Stored items:
━━━━━━

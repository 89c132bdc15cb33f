//! Session factories
//!
//! A factory knows how to start the backend behind one slot: a test
//! double, or a WebDriver server process. Factories hand back the session
//! descriptor plus a terminator the node runs when the session stops.

use std::net::TcpListener;
use std::process::{Command, Stdio};

use async_trait::async_trait;
use chrono::Utc;
use thiserror::Error;

use crate::data::{Capabilities, NodeId, Session, SessionId};

/// Everything a factory needs to start one session
#[derive(Debug, Clone)]
pub struct CreateSessionRequest {
    pub node_id: NodeId,

    /// Externally reachable address of the owning node
    pub node_uri: String,

    /// Stereotype of the slot being filled
    pub stereotype: Capabilities,

    /// Capabilities the caller asked for
    pub requested: Capabilities,
}

impl CreateSessionRequest {
    /// Negotiated capabilities: the stereotype with the request merged on
    /// top. Matching guarantees the two agree on shared keys.
    pub fn negotiated_capabilities(&self) -> Capabilities {
        self.stereotype
            .merged_with(&self.requested)
            .unwrap_or_else(|_| self.requested.clone())
    }
}

/// Teardown hook for whatever backs a live session
pub struct SessionTerminator(Box<dyn FnMut() + Send>);

impl SessionTerminator {
    pub fn new(terminate: impl FnMut() + Send + 'static) -> Self {
        Self(Box::new(terminate))
    }

    /// No backend to tear down
    pub fn noop() -> Self {
        Self(Box::new(|| {}))
    }

    pub fn terminate(&mut self) {
        (self.0)()
    }
}

impl std::fmt::Debug for SessionTerminator {
    fn fmt(&self, f: &mut std::fmt::Formatter<'_>) -> std::fmt::Result {
        f.write_str("SessionTerminator")
    }
}

/// A freshly started session and its teardown hook
#[derive(Debug)]
pub struct CreatedSession {
    pub session: Session,
    pub terminator: SessionTerminator,
}

#[derive(Debug, Error)]
pub enum SessionFactoryError {
    #[error("failed to launch session backend: {0}")]
    Launch(#[from] std::io::Error),

    #[error("session backend failed: {0}")]
    Failed(String),
}

/// Capability interface every slot backend implements
#[async_trait]
pub trait SessionFactory: Send + Sync {
    /// Can this factory produce sessions for `stereotype`? Checked once at
    /// slot registration.
    fn accepts(&self, stereotype: &Capabilities) -> bool;

    async fn create(
        &self,
        request: CreateSessionRequest,
    ) -> Result<CreatedSession, SessionFactoryError>;
}

/// In-memory factory for tests and local experiments
///
/// Produces sessions pointing at a fixed URI with no backend behind them.
pub struct TestSessionFactory {
    uri: String,
}

impl TestSessionFactory {
    pub fn new(uri: impl Into<String>) -> Self {
        Self { uri: uri.into() }
    }
}

#[async_trait]
impl SessionFactory for TestSessionFactory {
    fn accepts(&self, _stereotype: &Capabilities) -> bool {
        true
    }

    async fn create(
        &self,
        request: CreateSessionRequest,
    ) -> Result<CreatedSession, SessionFactoryError> {
        let session = Session {
            id: SessionId::new(),
            node_id: request.node_id,
            stereotype: request.stereotype.clone(),
            capabilities: request.negotiated_capabilities(),
            started_at: Utc::now(),
            uri: self.uri.clone(),
        };
        Ok(CreatedSession {
            session,
            terminator: SessionTerminator::noop(),
        })
    }
}

/// Factory that always fails; exercises the release-on-failure path
pub struct FailingSessionFactory {
    message: String,
}

impl FailingSessionFactory {
    pub fn new(message: impl Into<String>) -> Self {
        Self {
            message: message.into(),
        }
    }
}

#[async_trait]
impl SessionFactory for FailingSessionFactory {
    fn accepts(&self, _stereotype: &Capabilities) -> bool {
        true
    }

    async fn create(
        &self,
        _request: CreateSessionRequest,
    ) -> Result<CreatedSession, SessionFactoryError> {
        Err(SessionFactoryError::Failed(self.message.clone()))
    }
}

/// Process-backed factory: one WebDriver server binary per session
///
/// Spawns `<command> [args..] --port <free port>` and advertises the
/// session at that port. The advertised host comes from `HOSTNAME` when
/// set, so containerized deployments expose a reachable address.
pub struct DriverSessionFactory {
    command: String,
    args: Vec<String>,
}

impl DriverSessionFactory {
    pub fn new(command: impl Into<String>) -> Self {
        Self {
            command: command.into(),
            args: Vec::new(),
        }
    }

    pub fn with_arg(mut self, arg: impl Into<String>) -> Self {
        self.args.push(arg.into());
        self
    }

    fn advertised_host() -> String {
        std::env::var("HOSTNAME").unwrap_or_else(|_| "localhost".to_string())
    }

    fn free_port() -> std::io::Result<u16> {
        let listener = TcpListener::bind("127.0.0.1:0")?;
        Ok(listener.local_addr()?.port())
    }
}

#[async_trait]
impl SessionFactory for DriverSessionFactory {
    fn accepts(&self, _stereotype: &Capabilities) -> bool {
        true
    }

    async fn create(
        &self,
        request: CreateSessionRequest,
    ) -> Result<CreatedSession, SessionFactoryError> {
        let port = Self::free_port()?;
        let mut child = Command::new(&self.command)
            .args(&self.args)
            .arg("--port")
            .arg(port.to_string())
            .stdout(Stdio::null())
            .stderr(Stdio::null())
            .spawn()?;

        let session = Session {
            id: SessionId::new(),
            node_id: request.node_id,
            stereotype: request.stereotype.clone(),
            capabilities: request.negotiated_capabilities(),
            started_at: Utc::now(),
            uri: format!("http://{}:{}", Self::advertised_host(), port),
        };
        let terminator = SessionTerminator::new(move || {
            let _ = child.kill();
            let _ = child.wait();
        });
        Ok(CreatedSession {
            session,
            terminator,
        })
    }
}

#[cfg(test)]
mod tests {
    use super::*;

    fn request() -> CreateSessionRequest {
        CreateSessionRequest {
            node_id: NodeId::new(),
            node_uri: "http://node.example:5555".to_string(),
            stereotype: Capabilities::new()
                .with("browserName", "chrome")
                .with("platformName", "linux"),
            requested: Capabilities::new().with("browserName", "chrome"),
        }
    }

    #[tokio::test]
    async fn test_test_factory_negotiates_from_stereotype() {
        let factory = TestSessionFactory::new("http://node.example:5555");
        let created = factory.create(request()).await.unwrap();

        assert_eq!(created.session.uri, "http://node.example:5555");
        assert_eq!(
            created.session.capabilities.get("platformName"),
            Some(&serde_json::json!("linux"))
        );
    }

    #[tokio::test]
    async fn test_failing_factory_reports_its_message() {
        let factory = FailingSessionFactory::new("no browsers today");
        let err = factory.create(request()).await.unwrap_err();
        assert!(matches!(err, SessionFactoryError::Failed(m) if m == "no browsers today"));
    }

    #[tokio::test]
    async fn test_driver_factory_spawns_a_process_per_session() {
        let factory = DriverSessionFactory::new("sleep").with_arg("30");
        let mut created = factory.create(request()).await.unwrap();

        assert!(created.session.uri.starts_with("http://"));
        assert!(created.session.uri.rsplit(':').next().is_some());

        // Reap the backing process.
        created.terminator.terminate();
    }

    #[test]
    fn test_terminator_runs_once_per_call() {
        use std::sync::atomic::{AtomicUsize, Ordering};
        use std::sync::Arc;

        let calls = Arc::new(AtomicUsize::new(0));
        let counter = Arc::clone(&calls);
        let mut terminator = SessionTerminator::new(move || {
            counter.fetch_add(1, Ordering::SeqCst);
        });

        terminator.terminate();
        assert_eq!(calls.load(Ordering::SeqCst), 1);
    }
}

━━━━━━

■ **DIRECTIONS**: All the records are to be transcribed exactly, with no line missing.

■ **TASK RESULT**:
repository 89c132bdc15cb33f
//! Session factories
//!
//! A factory knows how to start the backend behind one slot: a test
//! double, or a WebDriver server process. Factories hand back the session
//! descriptor plus a terminator the node runs when the session stops.

use std::net::TcpListener;
use std::process::{Command, Stdio};

use async_trait::async_trait;
use chrono::Utc;
use thiserror::Error;

use crate::data::{Capabilities, NodeId, Session, SessionId};

/// Everything a factory needs to start one session
#[derive(Debug, Clone)]
pub struct CreateSessionRequest {
    pub node_id: NodeId,

    /// Externally reachable address of the owning node
    pub node_uri: String,

    /// Stereotype of the slot being filled
    pub stereotype: Capabilities,

    /// Capabilities the caller asked for
    pub requested: Capabilities,
}

impl CreateSessionRequest {
    /// Negotiated capabilities: the stereotype with the request merged on
    /// top. Matching guarantees the two agree on shared keys.
    pub fn negotiated_capabilities(&self) -> Capabilities {
        self.stereotype
            .merged_with(&self.requested)
            .unwrap_or_else(|_| self.requested.clone())
    }
}

/// Teardown hook for whatever backs a live session
pub struct SessionTerminator(Box<dyn FnMut() + Send>);

impl SessionTerminator {
    pub fn new(terminate: impl FnMut() + Send + 'static) -> Self {
        Self(Box::new(terminate))
    }

    /// No backend to tear down
    pub fn noop() -> Self {
        Self(Box::new(|| {}))
    }

    pub fn terminate(&mut self) {
        (self.0)()
    }
}

impl std::fmt::Debug for SessionTerminator {
    fn fmt(&self, f: &mut std::fmt::Formatter<'_>) -> std::fmt::Result {
        f.write_str("SessionTerminator")
    }
}

/// A freshly started session and its teardown hook
#[derive(Debug)]
pub struct CreatedSession {
    pub session: Session,
    pub terminator: SessionTerminator,
}

#[derive(Debug, Error)]
pub enum SessionFactoryError {
    #[error("failed to launch session backend: {0}")]
    Launch(#[from] std::io::Error),

    #[error("session backend failed: {0}")]
    Failed(String),
}

/// Capability interface every slot backend implements
#[async_trait]
pub trait SessionFactory: Send + Sync {
    /// Can this factory produce sessions for `stereotype`? Checked once at
    /// slot registration.
    fn accepts(&self, stereotype: &Capabilities) -> bool;

    async fn create(
        &self,
        request: CreateSessionRequest,
    ) -> Result<CreatedSession, SessionFactoryError>;
}

/// In-memory factory for tests and local experiments
///
/// Produces sessions pointing at a fixed URI with no backend behind them.
pub struct TestSessionFactory {
    uri: String,
}

impl TestSessionFactory {
    pub fn new(uri: impl Into<String>) -> Self {
        Self { uri: uri.into() }
    }
}

#[async_trait]
impl SessionFactory for TestSessionFactory {
    fn accepts(&self, _stereotype: &Capabilities) -> bool {
        true
    }

    async fn create(
        &self,
        request: CreateSessionRequest,
    ) -> Result<CreatedSession, SessionFactoryError> {
        let session = Session {
            id: SessionId::new(),
            node_id: request.node_id,
            stereotype: request.stereotype.clone(),
            capabilities: request.negotiated_capabilities(),
            started_at: Utc::now(),
            uri: self.uri.clone(),
        };
        Ok(CreatedSession {
            session,
            terminator: SessionTerminator::noop(),
        })
    }
}

/// Factory that always fails; exercises the release-on-failure path
pub struct FailingSessionFactory {
    message: String,
}

impl FailingSessionFactory {
    pub fn new(message: impl Into<String>) -> Self {
        Self {
            message: message.into(),
        }
    }
}

#[async_trait]
impl SessionFactory for FailingSessionFactory {
    fn accepts(&self, _stereotype: &Capabilities) -> bool {
        true
    }

    async fn create(
        &self,
        _request: CreateSessionRequest,
    ) -> Result<CreatedSession, SessionFactoryError> {
        Err(SessionFactoryError::Failed(self.message.clone()))
    }
}

/// Process-backed factory: one WebDriver server binary per session
///
/// Spawns `<command> [args..] --port <free port>` and advertises the
/// session at that port. The advertised host comes from `HOSTNAME` when
/// set, so containerized deployments expose a reachable address.
pub struct DriverSessionFactory {
    command: String,
    args: Vec<String>,
}

impl DriverSessionFactory {
    pub fn new(command: impl Into<String>) -> Self {
        Self {
            command: command.into(),
            args: Vec::new(),
        }
    }

    pub fn with_arg(mut self, arg: impl Into<String>) -> Self {
        self.args.push(arg.into());
        self
    }

    fn advertised_host() -> String {
        std::env::var("HOSTNAME").unwrap_or_else(|_| "localhost".to_string())
    }

    fn free_port() -> std::io::Result<u16> {
        let listener = TcpListener::bind("127.0.0.1:0")?;
        Ok(listener.local_addr()?.port())
    }
}

#[async_trait]
impl SessionFactory for DriverSessionFactory {
    fn accepts(&self, _stereotype: &Capabilities) -> bool {
        true
    }

    async fn create(
        &self,
        request: CreateSessionRequest,
    ) -> Result<CreatedSession, SessionFactoryError> {
        let port = Self::free_port()?;
        let mut child = Command::new(&self.command)
            .args(&self.args)
            .arg("--port")
            .arg(port.to_string())
            .stdout(Stdio::null())
            .stderr(Stdio::null())
            .spawn()?;

        let session = Session {
            id: SessionId::new(),
            node_id: request.node_id,
            stereotype: request.stereotype.clone(),
            capabilities: request.negotiated_capabilities(),
            started_at: Utc::now(),
            uri: format!("http://{}:{}", Self::advertised_host(), port),
        };
        let terminator = SessionTerminator::new(move || {
            let _ = child.kill();
            let _ = child.wait();
        });
        Ok(CreatedSession {
            session,
            terminator,
        })
    }
}

#[cfg(test)]
mod tests {
    use super::*;

    fn request() -> CreateSessionRequest {
        CreateSessionRequest {
            node_id: NodeId::new(),
            node_uri: "http://node.example:5555".to_string(),
            stereotype: Capabilities::new()
                .with("browserName", "chrome")
                .with("platformName", "linux"),
            requested: Capabilities::new().with("browserName", "chrome"),
        }
    }

    #[tokio::test]
    async fn test_test_factory_negotiates_from_stereotype() {
        let factory = TestSessionFactory::new("http://node.example:5555");
        let created = factory.create(request()).await.unwrap();

        assert_eq!(created.session.uri, "http://node.example:5555");
        assert_eq!(
            created.session.capabilities.get("platformName"),
            Some(&serde_json::json!("linux"))
        );
    }

    #[tokio::test]
    async fn test_failing_factory_reports_its_message() {
        let factory = FailingSessionFactory::new("no browsers today");
        let err = factory.create(request()).await.unwrap_err();
        assert!(matches!(err, SessionFactoryError::Failed(m) if m == "no browsers today"));
    }

    #[tokio::test]
    async fn test_driver_factory_spawns_a_process_per_session() {
        let factory = DriverSessionFactory::new("sleep").with_arg("30");
        let mut created = factory.create(request()).await.unwrap();

        assert!(created.session.uri.starts_with("http://"));
        assert!(created.session.uri.rsplit(':').next().is_some());

        // Reap the backing process.
        created.terminator.terminate();
    }

    #[test]
    fn test_terminator_runs_once_per_call() {
        use std::sync::atomic::{AtomicUsize, Ordering};
        use std::sync::Arc;

        let calls = Arc::new(AtomicUsize::new(0));
        let counter = Arc::clone(&calls);
        let mut terminator = SessionTerminator::new(move || {
            counter.fetch_add(1, Ordering::SeqCst);
        });

        terminator.terminate();
        assert_eq!(calls.load(Ordering::SeqCst), 1);
    }
}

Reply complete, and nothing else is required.